Autrement dit, quand on me recommande le passage à l’économie du savoir, comme remède à la crise actuelle, on ne me convainc pas que c’est la solution appropriée et préférée, et je ne sais toujours pas quelles mesures prendre, ni quoi faire pour m’en sortir. J’en suis au même point, sinon plus confus.

Finalement, nous n'avons pas besoin d’évoquer «un nouveau modèle de développement» pour reconnaître l’importance de «l’impulsion de l’investissement étranger» – quatrième composante de la recommandation. Sans esprit pointilleux ou nuances abstraites et superflues, je préfère le terme attraction à celui d’impulsion.

En effet, nous ne pouvons pas impulser l’investissement étranger, car nous n’avons aucune influence directe sur lui ; par contre, nous pouvons l’appâter, l’attirer. Pour ce, nous devons rendre notre pays et notre économie plus tentants et plus attirants – avec un projet et une stratégie audacieux, ambitieux et judicieux...

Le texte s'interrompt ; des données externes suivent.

//! 相似度判定 - 相邻采样帧比较 + 与最近一次保存结果比较

use std::cmp::Ordering;
use std::collections::VecDeque;

use serde::{Deserialize, Serialize};

use super::detector::RawDetection;
use super::geometry::{iou, BBox};
use crate::core::labels::FraudLabel;
use crate::core::store::NewBoundingBox;

/// Confidence tolerance for the saved-result comparison. Not tunable.
pub const SAME_CONFIDENCE_TOLERANCE: f32 = 0.05;
/// Minimum IoU for the saved-result comparison. Not tunable.
pub const SAME_MIN_IOU: f32 = 0.90;
pub const SAVED_HISTORY_CAPACITY: usize = 10;

/// Box as stored: top-left corner plus size.
#[derive(Debug, Clone, Copy, PartialEq, Serialize, Deserialize)]
pub struct BoxRegion {
    pub x: f32,
    pub y: f32,
    pub width: f32,
    pub height: f32,
}

impl From<BBox> for BoxRegion {
    fn from(b: BBox) -> Self {
        Self {
            x: b.x1,
            y: b.y1,
            width: b.x2 - b.x1,
            height: b.y2 - b.y1,
        }
    }
}

/// An abnormal detection that survived filtering, ready to be persisted.
#[derive(Debug, Clone, PartialEq, Serialize, Deserialize)]
pub struct ResultEntry {
    pub class_id: u32,
    pub class_name: String,
    pub confidence: f32,
    pub label: Option<FraudLabel>,
    pub region: Option<BoxRegion>,
}

impl ResultEntry {
    pub fn from_detection(det: &RawDetection, label: Option<FraudLabel>) -> Self {
        Self {
            class_id: det.class_id,
            class_name: det.class_name.clone(),
            confidence: det.confidence,
            label,
            region: det.bbox.map(BoxRegion::from),
        }
    }

    /// Missing regions compare as an all-zero box.
    pub fn comparison_box(&self) -> BBox {
        self.region
            .map(|r| BBox::from_xywh(r.x, r.y, r.width, r.height))
            .unwrap_or(BBox::new(0.0, 0.0, 0.0, 0.0))
    }

    pub fn to_new_box(&self) -> NewBoundingBox {
        let r = self.region.unwrap_or(BoxRegion {
            x: 0.0,
            y: 0.0,
            width: 0.0,
            height: 0.0,
        });
        NewBoundingBox {
            fraud_label: self.label.clone(),
            x_center: r.x,
            y_center: r.y,
            width: r.width,
            height: r.height,
            confidence: self.confidence,
        }
    }
}

fn by_confidence(a: f32, b: f32) -> Ordering {
    a.partial_cmp(&b).unwrap_or(Ordering::Equal)
}

/// Class id ascending, confidence descending.
fn sorted_raw(dets: &[RawDetection]) -> Vec<&RawDetection> {
    let mut sorted: Vec<&RawDetection> = dets.iter().collect();
    sorted.sort_by(|a, b| {
        a.class_id
            .cmp(&b.class_id)
            .then_with(|| by_confidence(b.confidence, a.confidence))
    });
    sorted
}

/// Class id ascending, confidence ascending.
fn sorted_entries(entries: &[ResultEntry]) -> Vec<&ResultEntry> {
    let mut sorted: Vec<&ResultEntry> = entries.iter().collect();
    sorted.sort_by(|a, b| {
        a.class_id
            .cmp(&b.class_id)
            .then_with(|| by_confidence(a.confidence, b.confidence))
    });
    sorted
}

/// Did nothing visibly change between two consecutive sampled frames?
///
/// Works on raw detections, benign classes included. Pairs are matched after sorting by
/// class id ascending then confidence descending.
pub fn frames_similar(prev: &[RawDetection], curr: &[RawDetection], threshold: f32) -> bool {
    if prev.len() != curr.len() {
        return false;
    }
    if prev.is_empty() {
        return true;
    }

    let max_conf_diff = 1.0 - threshold;
    sorted_raw(prev).iter().zip(sorted_raw(curr).iter()).all(|(p, c)| {
        if p.class_id != c.class_id {
            return false;
        }
        if (p.confidence - c.confidence).abs() > max_conf_diff {
            return false;
        }
        match (&p.bbox, &c.bbox) {
            (Some(pb), Some(cb)) => pb.iou(cb) >= threshold,
            _ => true,
        }
    })
}

/// Is the filtered result about to be saved identical to a previously saved one?
///
/// Pairs are matched after sorting by class id then confidence, both ascending.
pub fn results_same(saved: &[ResultEntry], curr: &[ResultEntry]) -> bool {
    if saved.len() != curr.len() {
        return false;
    }

    sorted_entries(saved).iter().zip(sorted_entries(curr).iter()).all(|(s, c)| {
        s.class_id == c.class_id
            && (s.confidence - c.confidence).abs() <= SAME_CONFIDENCE_TOLERANCE
            && iou(&s.comparison_box(), &c.comparison_box()) >= SAME_MIN_IOU
    })
}

/// 最近保存的结果集，最多保留 10 组
#[derive(Debug, Default)]
pub struct SavedHistory {
    entries: VecDeque<Vec<ResultEntry>>,
}

impl SavedHistory {
    pub fn new() -> Self {
        Self {
            entries: VecDeque::with_capacity(SAVED_HISTORY_CAPACITY),
        }
    }

    pub fn push(&mut self, results: Vec<ResultEntry>) {
        if self.entries.len() == SAVED_HISTORY_CAPACITY {
            self.entries.pop_front();
        }
        self.entries.push_back(results);
    }

    pub fn last(&self) -> Option<&[ResultEntry]> {
        self.entries.back().map(Vec::as_slice)
    }

    pub fn is_consecutive_duplicate(&self, results: &[ResultEntry]) -> bool {
        self.last()
            .map(|last| results_same(last, results))
            .unwrap_or(false)
    }

    pub fn len(&self) -> usize {
        self.entries.len()
    }

    pub fn is_empty(&self) -> bool {
        self.entries.is_empty()
    }

    pub fn clear(&mut self) {
        self.entries.clear();
    }
}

Je dois avouer que le concept et l’expression de «nouveau modèle de développement» sonnent bien,; ils sont tentants ; ils font fantasmer. Mais, tels que j’en ai entendu parler et selon ce que j’ai lu, concrètement et pratiquement, ils sont vagues, abstraits, peu utiles et impertinents.

En conclusion, non seulement avec cette conférence, mais d’une manière générale, nous restons sur notre faim, en attente de solutions, stratégies et projets pratiques, explicites, pertinents et convaincants.